Chang CW, Chen CR, Huang CY, Shu WY, Chiang CS, Hong JH, Hsu IC - PLoS ONE (2013)

Bottom Line: We found that, in response to UVB irradiation, MRC-5 and MRC5CVI commonly up-regulated the expression of oxidative phosphorylation genes.MRC-5 up-regulated the expressions of chromosome condensation, DNA repair, cell cycle arrest, and apoptotic genes, but MRC5CVI did not.Further cell death assays indicated that MRC5CVI was more sensitive than MRC-5 to UVB-induced cell death with increased caspase-3 activation; combining with the transcriptomic results suggested that MRC5CVI may undergo UVB-induced cell death through mechanisms other than transcriptional regulation.
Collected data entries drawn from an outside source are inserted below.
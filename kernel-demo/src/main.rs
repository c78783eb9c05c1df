//! Wires two in-process kernels together over a real loopback TCP
//! connection and sends one `deliver` message end to end, to exercise
//! `kernel-transport` and `kernel-remote` the way a unit test can't:
//! against an actual socket, actual handshake, and actual savepoint
//! persistence.
//!
//! This is a manual exercise harness, not a kernel. The "kernel object
//! store" and "run queue" on each side are stub loggers: real callers
//! plug in `kernel-remote`'s `KernelObjectStore`/`KernelQueue` traits
//! against their own object graph.

use std::time::Duration;
use std::time::Instant;

use anyhow::Context as _;
use anyhow::Result;
use clap::Parser;
use kernel_remote::KernelObjectStore;
use kernel_remote::KernelQueue;
use kernel_remote::RemoteConfig;
use kernel_remote::RemoteEvent;
use kernel_remote::RemoteHandle;
use kernel_remote::TransportFrameSender;
use kernel_remote::wire::DeliverPayload;
use kernel_store::MemoryStore;
use kernel_transport::Transport;
use kernel_transport::TransportConfig;
use kernel_transport::TransportEvent;
use kernel_transport::TransportEvents;
use log::info;
use remote_comms::KernelIdentity;
use serde_json::Value;
use serde_json::json;
use tokio::time::interval;

/// Send one message between two loopback kernels and print what each
/// side observed.
#[derive(Parser, Debug)]
struct Args {
    /// Text payload delivered from the dialing kernel to the listening one.
    #[arg(long, default_value = "hello from the dialing kernel")]
    message: String,

    /// How long to let the demo run before giving up and exiting.
    #[arg(long, default_value = "5")]
    timeout_secs: u64,
}

#[tokio::main]
async fn main() -> Result<()> {
    env_logger::Builder::from_default_env().init();
    let args = Args::parse();

    let listener_identity = KernelIdentity::generate();
    let dialer_identity = KernelIdentity::generate();
    let listener_peer_id = listener_identity.peer_id();
    let dialer_peer_id = dialer_identity.peer_id();

    let listener_config = TransportConfig {
        direct_listen_addresses: vec!["127.0.0.1:0".parse().context("loopback address must parse")?],
        ..TransportConfig::default()
    };
    let (listener_transport, listener_events) = Transport::new(listener_config, listener_peer_id.clone(), Some("kernel-demo-listener".to_owned()))
        .await
        .context("binding the listening kernel's transport")?;
    let listener_addr = listener_transport.get_listen_addresses().await;
    let listener_addr = listener_addr.first().copied().context("listener bound no address")?;
    info!("listening kernel {listener_peer_id} bound at {listener_addr}");

    let (dialer_transport, dialer_events) =
        Transport::new(TransportConfig::default(), dialer_peer_id.clone(), Some("kernel-demo-dialer".to_owned()))
            .await
            .context("starting the dialing kernel's transport")?;
    dialer_transport.register_location_hints(&listener_peer_id, vec![listener_addr.to_string()]).await;

    let listener_task = tokio::spawn(run_side(
        "listener".to_owned(),
        listener_transport.clone(),
        listener_events,
        dialer_peer_id,
        listener_identity,
        None,
    ));
    let dialer_task = tokio::spawn(run_side(
        "dialer".to_owned(),
        dialer_transport.clone(),
        dialer_events,
        listener_peer_id,
        dialer_identity,
        Some(args.message.clone()),
    ));

    tokio::time::sleep(Duration::from_secs(args.timeout_secs)).await;
    listener_transport.stop().await;
    dialer_transport.stop().await;
    listener_task.abort();
    dialer_task.abort();

    info!("demo run complete");
    Ok(())
}

/// A stub `KernelObjectStore`/`KernelQueue`: every export/import round-trips
/// its kref string unchanged and every queue operation just logs.
struct LoggingKernel {
    label: String,
}

impl KernelObjectStore for LoggingKernel {
    fn eref_to_kref(&self, _remote_id: &str, eref: &str) -> Option<String> {
        Some(eref.to_owned())
    }

    fn kref_to_eref(&mut self, _remote_id: &str, kref: &str) -> String {
        kref.to_owned()
    }

    fn export_new(&mut self, _remote_id: &str, kref: &str) -> String {
        kref.to_owned()
    }
}

impl KernelQueue for LoggingKernel {
    fn enqueue_send(&mut self, remote_id: &str, target: &str, methargs: Value, result: Option<String>) {
        info!("[{}] {remote_id} delivered a call on {target:?} with args {methargs} (result eref {result:?})", self.label);
    }

    fn resolve_promises(&mut self, remote_id: &str, resolutions: Vec<(String, bool, Value)>) {
        info!("[{}] {remote_id} resolved {} promise(s)", self.label, resolutions.len());
    }

    fn drop_imports(&mut self, remote_id: &str, erefs: Vec<String>) {
        info!("[{}] {remote_id} dropped imports {erefs:?}", self.label);
    }

    fn retire_exports(&mut self, remote_id: &str, erefs: Vec<String>) {
        info!("[{}] {remote_id} retired exports {erefs:?}", self.label);
    }

    fn retire_imports(&mut self, remote_id: &str, erefs: Vec<String>) {
        info!("[{}] {remote_id} retired imports {erefs:?}", self.label);
    }
}

async fn run_side(
    label: String,
    transport: Transport,
    mut events: TransportEvents,
    remote_id: String,
    identity: KernelIdentity,
    initial_message: Option<String>,
) {
    let mut store = MemoryStore::new();
    let mut kernel = LoggingKernel { label: label.clone() };
    let mut handle = RemoteHandle::load(remote_id.clone(), RemoteConfig::default(), TransportFrameSender::new(transport.clone()), &mut store)
        .unwrap_or_else(|error| panic!("[{label}] failed to load remote handle: {error}"));

    let mut ticker = interval(Duration::from_millis(25));

    loop {
        tokio::select! {
            maybe_event = events.recv() => {
                let Some(event) = maybe_event else { break; };
                match event {
                    TransportEvent::Connected { peer_id } => {
                        info!("[{label}] connected to {peer_id}");
                        if let Some(message) = initial_message.clone() {
                            let payload = DeliverPayload::Message {
                                target: "ro+root".to_owned(),
                                methargs: json!({ "text": message }),
                                result: None,
                            };
                            if let Err(error) = handle.deliver_message(&mut store, &payload) {
                                info!("[{label}] failed to deliver initial message: {error}");
                            }
                        }
                    }
                    TransportEvent::Frame { peer_id, frame } => {
                        match handle.handle_remote_message(&mut store, &mut kernel, &mut kernel, &identity, &frame) {
                            Ok(events) => {
                                for event in events {
                                    log_remote_event(&label, &peer_id, &event);
                                }
                            }
                            Err(error) => info!("[{label}] rejecting frame from {peer_id}: {error}"),
                        }
                    }
                    TransportEvent::IncarnationChanged { peer_id } => {
                        info!("[{label}] {peer_id}'s incarnation changed");
                    }
                    TransportEvent::GaveUp { peer_id } => {
                        info!("[{label}] gave up reconnecting to {peer_id}");
                        break;
                    }
                }
            }
            _ = ticker.tick() => {
                let now = Instant::now();
                match handle.on_ack_timeout(&mut store, now) {
                    Ok(events) => {
                        for event in events {
                            log_remote_event(&label, &remote_id, &event);
                        }
                        if handle.has_given_up() {
                            info!("[{label}] gave up retransmitting to {remote_id}");
                            break;
                        }
                    }
                    Err(error) => {
                        info!("[{label}] {error}");
                        break;
                    }
                }
                handle.on_delayed_ack_timeout(now);
                for event in handle.on_redemption_timeout(now) {
                    log_remote_event(&label, &remote_id, &event);
                }
            }
        }
    }
}

fn log_remote_event(label: &str, peer_id: &str, event: &RemoteEvent) {
    match event {
        RemoteEvent::RedemptionResolved { reply_key, result } => {
            info!("[{label}] redemption {reply_key} from {peer_id} resolved: {result:?}");
        }
    }
}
View Article: PubMed Central - PubMed

Affiliation: Department of Biomedical Engineering and Environmental Sciences, National Tsing Hua University, Hsinchu, Taiwan.

ABSTRACT
Simian virus 40 (SV40) transforms cells through the suppression of tumor-suppressive responses by large T and small t antigens; studies on the effects of these two oncoproteins have greatly improved our knowledge of tumorigenesis. Large T antigen promotes cellular transformation by binding and inactivating p53 and pRb tumor suppressor proteins. Previous studies have shown that not all of the tumor-suppressive responses were inactivated in SV40-transformed cells; however, the underlying cause is not fully studied. In this study, we investigated the UVB-responsive transcriptome of an SV40-transformed fibroblast (MRC5CVI) and that of its untransformed counterpart (MRC-5). We found that, in response to UVB irradiation, MRC-5 and MRC5CVI commonly up-regulated the expression of oxidative phosphorylation genes. MRC-5 up-regulated the expressions of chromosome condensation, DNA repair, cell cycle arrest, and apoptotic genes, but MRC5CVI did not. Further cell death assays indicated that MRC5CVI was more sensitive than MRC-5 to UVB-induced cell death with increased caspase-3 activation; combining with the transcriptomic results suggested that MRC5CVI may undergo UVB-induced cell death through mechanisms other than transcriptional regulation. Our study provides a further understanding of the effects of SV40 transformation on cellular stress responses, and emphasizes the value of SV40-transformed cells in the researches of sensitizing neoplastic cells to radiations.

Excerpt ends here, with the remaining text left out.